Can these sorts of living room conversations work in the real, and really divided, world?
"Absolutely," says Joe Valenzano from the University of Dayton.
He designed a communication class that features conversations very similar to living room conversations, and he wrote the textbook for it. It’s a class every student at UD is required to take.
Valenzano says it ideally teaches young people how to, “disagree without being disagreeable,” and how to dialogue.
"Dialogue is speaking in a way that invites other people to listen and listening in a way that invites people to speak," he says.
Valenzano says small-group discussions like the ones being taught at Wright Memorial, and featured in the American Creed documentary are vital to our democracy.
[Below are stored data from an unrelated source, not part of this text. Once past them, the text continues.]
impl Default for GalleryProps {
    fn default() -> Self {
        GalleryProps {
            title: "Gallery".into(),
            images: vec![
                GalleryImage::new(
                    "https://images.unsplash.com/photo-1454165804606-c3d57bc86b40?w=400&h=300&fit=crop",
                    "Image 1",
                ),
                GalleryImage::new(
                    "https://images.unsplash.com/photo-1460925895917-afdab827c52f?w=400&h=300&fit=crop",
                    "Image 2",
                ),
                GalleryImage::new(
                    "https://images.unsplash.com/photo-1499951360447-b19be8fe80f5?w=400&h=300&fit=crop",
                    "Image 3",
                ),
                GalleryImage::new(
                    "https://images.unsplash.com/photo-1551288049-bebda4e38f71?w=400&h=300&fit=crop",
                    "Image 4",
                ),
            ],
            columns: 3,
        }
    }
}

#[derive(Debug, Clone, PartialEq, Serialize, Deserialize)]
#[serde(default, rename_all = "camelCase")]
pub struct VideoProps {
    pub title: String,
    pub video_url: String,
    /// "16:9" or anything else, which renders as 4:3. A binary choice,
    /// not a general ratio parser.
    pub aspect_ratio: String,
}

impl Default for VideoProps {
    fn default() -> Self {
        VideoProps {
            title: "Watch Our Video".into(),
            video_url: "https://www.youtube.com/embed/dQw4w9WgXcQ".into(),
            aspect_ratio: "16:9".into(),
        }
    }
}

#[derive(Debug, Clone, Default, PartialEq, Serialize, Deserialize)]
#[serde(default)]
pub struct FaqItem {
    pub question: String,
    pub answer: String,
}

impl FaqItem {
    pub fn new(question: &str, answer: &str) -> Self {
        FaqItem {
            question: question.into(),
            answer: answer.into(),
        }
    }
}

#[derive(Debug, Clone, PartialEq, Serialize, Deserialize)]
#[serde(default)]
pub struct FaqProps {
    pub title: String,
    pub items: Vec<FaqItem>,
}

impl Default for FaqProps {
    fn default() -> Self {
        FaqProps {
            title: "Frequently Asked Questions".into(),
            items: vec![
                FaqItem::new(
                    "What is your return policy?",
                    "We offer a 30-day money-back guarantee.",
                ),
                FaqItem::new(
                    "How long does shipping take?",
                    "Shipping typically takes 3-5 business days.",
                ),
                FaqItem::new(
                    "Do you offer customer support?",
                    "Yes! Our support team is available 24/7.",
                ),
            ],
        }
    }
}

#[derive(Debug, Clone, PartialEq, Serialize, Deserialize)]
#[serde(default)]
pub struct CardsProps {
    pub title: String,
    pub items: Vec<FeatureItem>,
    /// Same 12-unit grid rule as `GalleryProps::columns`.
    pub columns: u64,
}

impl Default for CardsProps {
    fn default() -> Self {
        CardsProps {
            title: "Our Services".into(),
            items: vec![
                FeatureItem::new("🚀", "Fast Delivery", "Get your product in no time"),
                FeatureItem::new("💪", "Quality", "Top-notch quality guaranteed"),
                FeatureItem::new("🎯", "Precision", "Accurate and reliable"),
            ],
            columns: 3,
        }
    }
}

#[derive(Debug, Clone, Default, PartialEq, Serialize, Deserialize)]
#[serde(default)]
pub struct TeamMember {
    pub name: String,
    pub role: String,
    pub image: String,
    pub bio: String,
}

impl TeamMember {
    pub fn new(name: &str, role: &str, image: &str, bio: &str) -> Self {
        TeamMember {
            name: name.into(),
            role: role.into(),
            image: image.into(),
            bio: bio.into(),
        }
    }
}

#[derive(Debug, Clone, PartialEq, Serialize, Deserialize)]
#[serde(default)]
pub struct TeamProps {
    pub title: String,
    pub members: Vec<TeamMember>,
}

impl Default for TeamProps {
    fn default() -> Self {
        TeamProps {
            title: "Meet Our Team".into(),
            members: vec![
                TeamMember::new(
                    "Alice Johnson",
                    "CEO & Founder",
                    "https://i.pravatar.cc/300?img=1",
                    "Passionate about innovation",
                ),
                TeamMember::new(
                    "Bob Smith",
                    "CTO",
                    "https://i.pravatar.cc/300?img=2",
                    "Tech enthusiast and problem solver",
                ),
                TeamMember::new(
                    "Carol White",
                    "Designer",
                    "https://i.pravatar.cc/300?img=3",
                    "Creating beautiful experiences",
                ),
            ],
        }
    }
}

// ---------------------------------------------------------------------------
// Registry
// ---------------------------------------------------------------------------

fn to_bag<T: Serialize>(props: T) -> Value {
    serde_json::to_value(props).expect("default property bags serialize to JSON objects")
}

/// The fully-populated default property bag for a kind. Total over the
/// closed enum; the same `Default` impls back both this function and the
/// renderer's partial-bag resolution, so the two can never disagree.
pub fn default_props(kind: ComponentKind) -> Value {
    match kind {
        ComponentKind::Hero => to_bag(HeroProps::default()),
        ComponentKind::Navbar => to_bag(NavbarProps::default()),
        ComponentKind::Features => to_bag(FeaturesProps::default()),
        ComponentKind::Cta => to_bag(CtaProps::default()),
        ComponentKind::Footer => to_bag(FooterProps::default()),
        ComponentKind::Text => to_bag(TextProps::default()),
        ComponentKind::Image => to_bag(ImageProps::default()),
        ComponentKind::ContactForm => to_bag(ContactFormProps::default()),
        ComponentKind::Testimonials => to_bag(TestimonialsProps::default()),
        ComponentKind::Pricing => to_bag(PricingProps::default()),
        ComponentKind::Gallery => to_bag(GalleryProps::default()),
        ComponentKind::Video => to_bag(VideoProps::default()),
        ComponentKind::Faq => to_bag(FaqProps::default()),
        ComponentKind::Cards => to_bag(CardsProps::default()),
        ComponentKind::Team => to_bag(TeamProps::default()),
    }
}

/// Palette/presentation metadata for one kind. Carries no rendering logic.
#[derive(Debug, Clone, Copy)]
pub struct KindInfo {
    pub kind: ComponentKind,
    pub label: &'static str,
    pub icon: &'static str,
    pub category: &'static str,
}

const CATALOG: [KindInfo; 15] = [
    KindInfo { kind: ComponentKind::Hero, label: "Hero Section", icon: "🎯", category: "Basic" },
    KindInfo { kind: ComponentKind::Navbar, label: "Navigation Bar", icon: "📱", category: "Basic" },
    KindInfo { kind: ComponentKind::Text, label: "Text Block", icon: "📝", category: "Basic" },
    KindInfo { kind: ComponentKind::Image, label: "Image", icon: "🖼️", category: "Basic" },
    KindInfo { kind: ComponentKind::Cta, label: "Call to Action", icon: "📣", category: "Basic" },
    KindInfo { kind: ComponentKind::Footer, label: "Footer", icon: "📄", category: "Basic" },
    KindInfo { kind: ComponentKind::Features, label: "Features Grid", icon: "⭐", category: "Content" },
    KindInfo { kind: ComponentKind::Cards, label: "Card Grid", icon: "🃏", category: "Content" },
    KindInfo { kind: ComponentKind::Testimonials, label: "Testimonials", icon: "💬", category: "Content" },
    KindInfo { kind: ComponentKind::Team, label: "Team Members", icon: "👥", category: "Content" },
    KindInfo { kind: ComponentKind::Faq, label: "FAQ", icon: "❓", category: "Content" },
    KindInfo { kind: ComponentKind::Gallery, label: "Image Gallery", icon: "🖼️", category: "Media" },
    KindInfo { kind: ComponentKind::Video, label: "Video Embed", icon: "🎥", category: "Media" },
    KindInfo { kind: ComponentKind::ContactForm, label: "Contact Form", icon: "✉️", category: "Forms" },
    KindInfo { kind: ComponentKind::Pricing, label: "Pricing Table", icon: "💰", category: "Commerce" },
];

/// Ordered palette catalog, grouped by category for presentation.
pub fn kind_catalog() -> &'static [KindInfo] {
    &CATALOG
}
"If you can get six or seven people in a room to learn how to do this, and then each of them goes and gets six or seven to do this. In a couple years, you really have built a foundation in a community that is open, that is democratic, that isn’t afraid to engage different ideas and can do so without making people feel unwelcome," he says.
Participant David Chesar says he wants to be one of those six or seven people who gets another six or seven people talking.
"I would like to host one of these, maybe for some of the parents in my neighborhood or along the street, and learn more about each other and still feel free to have differing opinions," Chesar says. "Because I really think that everyone is a resource for each other. When you lose a differing opinion or close your ears to even hearing it, you’ve kind of lost something yourself."
That’s exactly the kind of thing librarian Elizabeth Schmidt was hoping to hear at the training, and she says she hopes more Daytonians will try these sort of talks as the country approaches the 2020 elections.
"People can make this happen on their block or in their neighborhood," she says.
With politicians and pundits already arguing and attacking each other in advance of 2020, there may be no better time for the people to put some polite back into American politics.
Wright Library will be screening the film American Creed on Saturday, May 11, at 1 p.m., with an audience conversation after.